Segunda etapa da campanha de vacinação contra a febre aftosa começa em comunidades indígenas de Boa Vista

Ao todo, 17 comunidades indígenas serão beneficiadas com a vacinação e vermifugação de bovinos, de forma gratuita, até o dia 26

Com informações de Karina Mota | Foto: Giovani Oliveira

A segunda etapa da vacina contra a Febre Aftosa se iniciou nesta segunda-feira, 17, na comunidade indígena Truaru da Cabeceira, localizada na RR 342. Ao todo, a Prefeitura de Boa Vista vai atender 17 comunidades com a vacinação e vermifugação dos rebanhos até o dia 26 de outubro, com o suporte da equipe de técnicos e veterinários da Secretária Municipal de Agricultura e Assuntos Indígenas (SMAAI).

O município faz todo esse trabalho de forma gratuita, tendo o auxílio dos próprios moradores da comunidade para reunir o rebanho. Até o final da campanha, mais de 3.000 animais serão vacinados e vermifugados. O técnico em agropecuária da SMAAI, Ariosto Aparecido, coordena a vacinação nas comunidades.

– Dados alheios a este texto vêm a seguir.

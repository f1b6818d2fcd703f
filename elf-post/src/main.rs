//! elf-post - Create a post for one or more social networks

use std::io::Read;

use clap::Parser;
use libsocialelf::logging::init_cli;
use libsocialelf::platforms::youtube::split_tags;
use libsocialelf::platforms::{
    InstagramContentType, InstagramOptions, PlatformOptions, TwitterOptions, YoutubeOptions,
};
use libsocialelf::scheduling::parse_schedule;
use libsocialelf::types::MediaItem;
use libsocialelf::{Platform, Post, PostDraft, Result, SocialElfError, SocialElfService};

#[derive(Parser, Debug)]
#[command(name = "elf-post")]
#[command(version)]
#[command(about = "Create a post for one or more social networks")]
#[command(long_about = "\
elf-post - Create a post for one or more social networks

DESCRIPTION:
    elf-post hands one post to the posting provider for every selected
    platform in a single request. The post is published immediately,
    saved as a draft, or scheduled for later. Accounts are looked up from
    the profile's connected accounts; a platform without a connected
    account stops the whole post.

USAGE EXAMPLES:
    # Publish now to two networks
    elf-post \"Hello world\" --platform twitter,linkedin --now

    # Schedule for tomorrow morning in your profile's timezone
    elf-post \"Launch day\" --platform facebook --schedule \"tomorrow 9am\"

    # Read content from stdin and save a draft
    echo \"Draft text\" | elf-post --platform linkedin --draft

    # A twitter thread
    elf-post \"1/ Big news\" --platform twitter --now \\
        --thread \"2/ More details\" --thread \"3/ The end\"

    # An Instagram reel with a cover image
    elf-post \"Behind the scenes\" --platform instagram --now \\
        --media https://cdn.example.com/clip.mp4 \\
        --ig-type reel --ig-thumbnail https://cdn.example.com/cover.jpg

SCHEDULE FORMATS:
    30m, 2h, +1day, in 45m         Relative to now
    2030-06-01 09:00               Wall clock time in the profile's timezone
    2030-06-01T09:00:00Z           RFC 3339 with its own offset
    friday 3pm, tomorrow           Natural language

CONFIGURATION:
    Configuration file: ~/.config/socialelf/config.toml
    API key: read from SOCIALELF_API_KEY (or provider.api_key_env)

    Override with environment variables:
        SOCIALELF_CONFIG   - Path to config file
        SOCIALELF_PROFILE  - Profile to post as

EXIT CODES:
    0 - Success
    1 - Provider or configuration error
    2 - Account not connected
    3 - Invalid input (empty content, bad platform, bad schedule, etc.)
")]
struct Cli {
    /// Content to post (reads from stdin if not provided)
    content: Option<String>,

    /// Target platform(s), comma-separated
    #[arg(short, long, value_delimiter = ',', required = true)]
    platform: Vec<String>,

    /// Profile to post as
    #[arg(long, env = "SOCIALELF_PROFILE")]
    profile: Option<String>,

    /// Save as draft without scheduling
    #[arg(short, long)]
    draft: bool,

    /// Publish immediately
    #[arg(short, long)]
    now: bool,

    /// When to publish (e.g. "2h", "tomorrow 9am", "2030-06-01 09:00")
    #[arg(short, long, value_name = "WHEN")]
    schedule: Option<String>,

    /// Media URL to attach (repeatable)
    #[arg(short, long, value_name = "URL")]
    media: Vec<String>,

    /// Tag to attach (repeatable)
    #[arg(short, long)]
    tag: Vec<String>,

    /// Follow-up tweet; the post content is always the first tweet (repeatable)
    #[arg(long, value_name = "TEXT")]
    thread: Vec<String>,

    /// Instagram content type: post, story, reel, or carousel
    #[arg(long, value_name = "TYPE")]
    ig_type: Option<String>,

    /// Instagram collaborator handle (repeatable, max 3)
    #[arg(long, value_name = "HANDLE")]
    ig_collaborator: Vec<String>,

    /// Instagram reel cover image URL
    #[arg(long, value_name = "URL")]
    ig_thumbnail: Option<String>,

    /// YouTube video title (defaults to the content)
    #[arg(long)]
    yt_title: Option<String>,

    /// YouTube first comment
    #[arg(long)]
    yt_first_comment: Option<String>,

    /// YouTube tags, comma-separated
    #[arg(long)]
    yt_tags: Option<String>,

    /// YouTube thumbnail URL
    #[arg(long, value_name = "URL")]
    yt_thumbnail: Option<String>,

    /// Output format
    #[arg(short, long, default_value = "text", value_parser = ["text", "json"])]
    format: String,

    /// Enable verbose logging to stderr
    #[arg(short, long)]
    verbose: bool,
}

#[tokio::main]
async fn main() {
    let cli = Cli::parse();
    init_cli(cli.verbose);

    if let Err(e) = run(cli).await {
        report(&e);
        std::process::exit(e.exit_code());
    }
}

async fn run(cli: Cli) -> Result<()> {
    let content = match &cli.content {
        Some(content) => content.clone(),
        None => read_stdin()?,
    };
    let platforms = parse_platforms(&cli.platform)?;
    let options = platforms
        .iter()
        .map(|platform| build_options(*platform, &cli, &content))
        .collect::<Result<Vec<_>>>()?;

    let service = SocialElfService::new()?;
    let profile_id = service.config().select_profile(cli.profile.as_deref())?;

    let mut draft = PostDraft::new(content).with_tags(cli.tag.iter().cloned());
    draft.platforms = options;
    draft.media_items = cli.media.iter().map(MediaItem::from_url).collect();
    draft.is_draft = cli.draft;
    draft.publish_now = cli.now;
    if let Some(when) = &cli.schedule {
        let acting = service.scheduling().acting(&profile_id).await?;
        draft.scheduled_for = Some(parse_schedule(when, acting.timezone)?);
    }

    let post = service.create_post(&profile_id, draft).await?;

    if cli.format == "json" {
        let json = serde_json::to_string_pretty(&post)
            .map_err(|e| SocialElfError::Validation(format!("Failed to encode post: {}", e)))?;
        println!("{}", json);
    } else {
        println!("{}", post.id);
        eprintln!("{}", describe(&service, &profile_id, &post).await);
    }
    Ok(())
}

fn read_stdin() -> Result<String> {
    let mut buffer = String::new();
    std::io::stdin()
        .read_to_string(&mut buffer)
        .map_err(|e| SocialElfError::Validation(format!("Failed to read stdin: {}", e)))?;
    Ok(buffer.trim_end_matches('\n').to_string())
}

fn parse_platforms(raw: &[String]) -> Result<Vec<Platform>> {
    raw.iter()
        .map(|s| s.trim())
        .filter(|s| !s.is_empty())
        .map(str::parse)
        .collect()
}

/// Platform options from the per-platform flags
fn build_options(platform: Platform, cli: &Cli, content: &str) -> Result<PlatformOptions> {
    let options = match platform {
        Platform::Twitter => PlatformOptions::Twitter(TwitterOptions {
            thread: (!cli.thread.is_empty()).then(|| {
                std::iter::once(content.to_string())
                    .chain(cli.thread.iter().cloned())
                    .collect()
            }),
        }),
        Platform::Instagram => PlatformOptions::Instagram(InstagramOptions {
            content_type: cli
                .ig_type
                .as_deref()
                .map(str::parse::<InstagramContentType>)
                .transpose()
                .map_err(SocialElfError::Validation)?,
            collaborators: cli.ig_collaborator.clone(),
            thumbnail: cli.ig_thumbnail.clone(),
        }),
        Platform::Youtube => PlatformOptions::Youtube(YoutubeOptions {
            title: cli.yt_title.clone(),
            first_comment: cli.yt_first_comment.clone(),
            tags: cli.yt_tags.as_deref().map(split_tags).unwrap_or_default(),
            thumbnail: cli.yt_thumbnail.clone(),
        }),
        other => PlatformOptions::bare(other),
    };
    Ok(options)
}

async fn describe(service: &SocialElfService, profile_id: &str, post: &Post) -> String {
    match post.scheduled_for {
        Some(at) => {
            let timezones = service.scheduling().timezones();
            let tz = match service.scheduling().acting(profile_id).await {
                Ok(acting) => acting.timezone,
                Err(_) => timezones.default_zone(),
            };
            format!(
                "{} for {} on {}",
                post.status,
                timezones.format_local(at, tz),
                post.platform_names().join(", ")
            )
        }
        None => format!("{} on {}", post.status, post.platform_names().join(", ")),
    }
}

fn report(error: &SocialElfError) {
    eprintln!("Error: {}", error);
    if let SocialElfError::Connection(failure) = error {
        for hint in &failure.troubleshooting {
            eprintln!("  - {}", hint);
        }
    }
}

“O trabalho que fazemos é muito importante para a prevenção desta doença. Com a vacina, ajudamos a desenvolver imunidade no rebanho, que dificulta a propagação do vírus no ambiente. Esse trabalho acontece há 10 anos pela prefeitura”, disse Ariosto.

Na comunidade Truaru da Cabeceira, quase 300 animais foram vacinados. “Desde 2014 que nossa comunidade recebe a dose da vacina para o gado. Duas vezes no ano, a equipe da prefeitura vem até nossa comunidade. Assim, vamos continuar tendo o rebanho saudável que ajuda na nossa renda extra”, disse o tuxaua Alcemir Duarte.

Aluno do Curso Técnico em Veterinária, o indígena Valdeir de Freitas faz seu estágio na SMAAI e afirma estar bastante contente com o trabalho que desenvolve.

“Resolvi seguir essa carreira para ajudar ainda mais as comunidades. Me sinto realizado em poder ter meu primeiro dia de estágio com a essa vacinação tão importante”, disse.

Professor da comunidade há 15 anos, Kennedy Angêlo sabe da importância dos cuidados com o rebanho. “Esse gado é da nossa comunidade. Quando alguém precisa de ajuda financeira ou fica doente, fazemos uma avaliação e mandamos uma rês para a casa dessa pessoa. É uma forma de ajudar”.